R.W.D. 131934 |
SPORT/TOURER AIRCRAFT | Virtual Aircraft Museum / Poland / R.W.D. |
The strength of the R.W.D. design team was undoubtedly in aircraft of monoplane high-wing layout: an attempt to develop a twin-engine six-passenger feeder-liner of low-wing monoplane configuration, the R.W.D.11, failed to progress beyond the prototype stage. The following R.W.D.13 was, in effect, a lower-powered three-seat development of the R.W.D.6, of which two examples had taken part in the Challenge de Tourisme International of 1932. A braced high-wing monoplane of composite construction, with a wing that was foldable and incorporated wide-span leading-edge slats, the three-seat R.W.D.13 was otherwise conventional and powered in prototype form by an engine of 97kW. An initial order for 10 aircraft was followed by a series of repeat orders, and when production ended in September 1939 a total of about 100 had been built.

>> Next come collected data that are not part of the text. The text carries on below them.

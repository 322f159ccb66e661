//! RSI (Relative Strength Index).
//!
//! gain = max(ΔC, 0), loss = max(-ΔC, 0), each smoothed with alpha = 1/n.
//! RS = avg_gain / avg_loss, with a zero avg_loss replaced by 1e-9 (and a
//! ratio of 1 when both averages are zero). RSI = 100 - 100/(1 + RS).
//!
//! Warmup: the first n bars are undefined (n price changes are needed).

use crate::domain::indicator::{IndicatorSeries, IndicatorType};
use crate::domain::indicator_helpers::{DIVISION_EPSILON, ExpSmoother};
use crate::domain::ohlcv::Bar;

pub fn calculate_rsi(bars: &[Bar], period: usize) -> IndicatorSeries {
    if period == 0 || bars.len() < 2 {
        return IndicatorSeries::undefined(IndicatorType::Rsi(period), bars.len());
    }

    let mut gains = ExpSmoother::wilder(period);
    let mut losses = ExpSmoother::wilder(period);
    let mut values = Vec::with_capacity(bars.len());
    values.push(None);

    for pair in bars.windows(2) {
        let change = pair[1].close - pair[0].close;
        let avg_gain = gains.update(change.max(0.0));
        let avg_loss = losses.update((-change).max(0.0));
        values.push(match (avg_gain, avg_loss) {
            (Some(g), Some(l)) => Some(rsi_from_averages(g, l)),
            _ => None,
        });
    }

    IndicatorSeries {
        indicator_type: IndicatorType::Rsi(period),
        values,
    }
}

fn rsi_from_averages(avg_gain: f64, avg_loss: f64) -> f64 {
    let rs = if avg_loss == 0.0 {
        if avg_gain == 0.0 {
            1.0
        } else {
            avg_gain / DIVISION_EPSILON
        }
    } else {
        avg_gain / avg_loss
    };
    (100.0 - 100.0 / (1.0 + rs)).clamp(0.0, 100.0)
}

#[cfg(test)]
mod tests {
    use super::*;
    use crate::domain::indicator::test_bars::closes_to_bars;
    use approx::assert_abs_diff_eq;

    #[test]
    fn rsi_empty_bars() {
        let series = calculate_rsi(&[], 14);
        assert!(series.values.is_empty());
    }

    #[test]
    fn rsi_single_bar() {
        let bars = closes_to_bars(&[100.0]);
        let series = calculate_rsi(&bars, 14);
        assert_eq!(series.values, vec![None]);
    }

    #[test]
    fn rsi_warmup_period() {
        let closes: Vec<f64> = (1..=16).map(|i| 100.0 + (i % 5) as f64 * 2.0).collect();
        let series = calculate_rsi(&closes_to_bars(&closes), 14);

        assert_eq!(series.values.len(), 16);
        for i in 0..14 {
            assert!(series.values[i].is_none(), "bar {} should be undefined", i);
        }
        assert!(series.values[14].is_some());
        assert!(series.values[15].is_some());
    }

    #[test]
    fn rsi_flat_prices_is_fifty() {
        let series = calculate_rsi(&closes_to_bars(&[42.0; 20]), 14);
        for v in series.values.iter().skip(14) {
            assert_eq!(*v, Some(50.0));
        }
    }

    #[test]
    fn rsi_all_gains_approaches_100() {
        let closes: Vec<f64> = (0..20).map(|i| 100.0 + i as f64).collect();
        let series = calculate_rsi(&closes_to_bars(&closes), 14);
        let rsi = series.values[19].unwrap();
        assert!(rsi > 99.99 && rsi <= 100.0, "rsi = {}", rsi);
    }

    #[test]
    fn rsi_all_losses_is_zero() {
        let closes: Vec<f64> = (0..20).map(|i| 100.0 - i as f64).collect();
        let series = calculate_rsi(&closes_to_bars(&closes), 14);
        assert_abs_diff_eq!(series.values[19].unwrap(), 0.0, epsilon = 1e-12);
    }

    #[test]
    fn rsi_known_two_period_values() {
        // changes: +2, -1, +3
        let series = calculate_rsi(&closes_to_bars(&[10.0, 12.0, 11.0, 14.0]), 2);
        assert!(series.values[1].is_none());

        // after two changes: gain 2 -> 1.0, loss 0 -> 0.5
        let g = 2.0 + 0.5 * (0.0 - 2.0);
        let l = 0.0 + 0.5 * (1.0 - 0.0);
        assert_abs_diff_eq!(
            series.values[2].unwrap(),
            100.0 - 100.0 / (1.0 + g / l),
            epsilon = 1e-12
        );

        let g2 = g + 0.5 * (3.0 - g);
        let l2 = l + 0.5 * (0.0 - l);
        assert_abs_diff_eq!(
            series.values[3].unwrap(),
            100.0 - 100.0 / (1.0 + g2 / l2),
            epsilon = 1e-12
        );
    }

    #[test]
    fn rsi_in_range() {
        let closes: Vec<f64> = (1..=40)
            .map(|i| 100.0 + ((i * 7) % 11) as f64 - 5.0)
            .collect();
        let series = calculate_rsi(&closes_to_bars(&closes), 14);
        for rsi in series.values.iter().flatten() {
            assert!((0.0..=100.0).contains(rsi), "RSI {} out of range", rsi);
        }
    }

    #[test]
    fn rsi_zero_period() {
        let series = calculate_rsi(&closes_to_bars(&[100.0, 101.0]), 0);
        assert_eq!(series.values, vec![None, None]);
        assert_eq!(series.indicator_type, IndicatorType::Rsi(0));
    }
}
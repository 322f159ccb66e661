//! Configuration access port.

/// Key lookup by INI section. `get_string` trims values and reports blank
/// ones as absent; numeric keys are parsed by the caller so a bad value can
/// be reported instead of defaulted.
pub trait ConfigPort {
    fn get_string(&self, section: &str, key: &str) -> Option<String>;
    fn get_bool(&self, section: &str, key: &str, default: bool) -> bool;
}
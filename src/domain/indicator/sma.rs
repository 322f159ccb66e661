//! Simple Moving Average.
//!
//! SMA[i] = mean(C[i-n+1..=i]). Warmup: first (n-1) bars are undefined.

use crate::domain::indicator::{IndicatorSeries, IndicatorType};
use crate::domain::indicator_helpers::mean;
use crate::domain::ohlcv::Bar;

pub fn calculate_sma(bars: &[Bar], period: usize) -> IndicatorSeries {
    if period == 0 {
        return IndicatorSeries::undefined(IndicatorType::Sma(period), bars.len());
    }

    let closes: Vec<f64> = bars.iter().map(|b| b.close).collect();
    let values = (0..closes.len())
        .map(|i| {
            if i + 1 < period {
                None
            } else {
                mean(&closes[i + 1 - period..=i])
            }
        })
        .collect();

    IndicatorSeries {
        indicator_type: IndicatorType::Sma(period),
        values,
    }
}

The total included 15 R.W.D.13S ambulances, equipped for a pilot, stretcher case and medical attendant. Some 20 were exported, one of them being given to the Shah of Iran as a wedding present from the Polish government, and four were used as liaison aircraft by the Nationalist forces in the Spanish Civil War. Both the R.W.D.13 tourer and R.W.D.13S ambulance were built under licence in Yugoslavia, seeing extensive service for both civil and military use. With the outbreak of World War II in September 1939 a number of R.W.D.13s were impressed for service with the Polish air force, and before the country fell to the German forces about 40 were flown to Romania, where most were used by that country's air force throughout the war; when peace was restored some were returned to Poland.